Woman holding Laab
LaabPenny De Los Santos

I first tasted laab years ago at a rural market in southern Yunnan, the Chinese province that borders Southeast Asia. It was laab at its plainest, and closest to its origins: raw minced pork blended with hot chiles, Sichuan pepper, and salt. It was the rainy season, and I stood under an awning with a crowd of locals, eating, like them, with my fingers, delicious mouthful by mouthful.

Since then I have come across this minced pork salad all over Southeast Asia, and I have found that it varies both by region and by cook. The Shan in Burma lightly fry minced pork with shallots, lemongrass, galangal, sesame seeds, and a roasted chile paste. It's hard to beat. In northeast Thailand and Laos, laab is made of minced meat lightly poached in broth, then dressed with chiles, fresh herbs, and roasted rice powder, and eaten with sticky rice.

But the Tai Koen people of Northern Thailand take laab to a whole new level, a sophisticated evolution of the original.

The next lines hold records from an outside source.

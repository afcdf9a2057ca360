//! List or delete stored stills.

use stillwatch_common::config::AppConfig;
use stillwatch_engine::StillStore;

pub fn run(config: &AppConfig, delete: Option<String>, json: bool) -> anyhow::Result<()> {
    let store = StillStore::new(&config.storage.stills_dir, config.camera.jpeg_quality);

    if let Some(name) = delete {
        store.delete(&name)?;
        println!("Deleted {name}");
        return Ok(());
    }

    let stills = store.list()?;
    if json {
        println!("{}", serde_json::to_string_pretty(&stills)?);
        return Ok(());
    }

    println!("Stills: {} ({} files)", store.dir().display(), stills.len());
    for still in &stills {
        println!(
            "  {}  {:>9} bytes  {}",
            still.created.format("%Y-%m-%d %H:%M:%S"),
            still.size_bytes,
            still.filename
        );
    }
    Ok(())
}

In traditional northern-style pork laab, the minced meat is enriched with finely sliced pork liver and heart as well as a little pork blood, then mixed with a nutmeg-chile-black pepper spice blend and lightly fried in garlic oil, brightened with fresh herbs, and topped with fried garlic, pork cracklings, and more herbs. Dazzling.

Naomi Duguid, is a_SAVEUR contributing editor and author of_ Burma: Rivers of Flavor (Artisan Books, 2012)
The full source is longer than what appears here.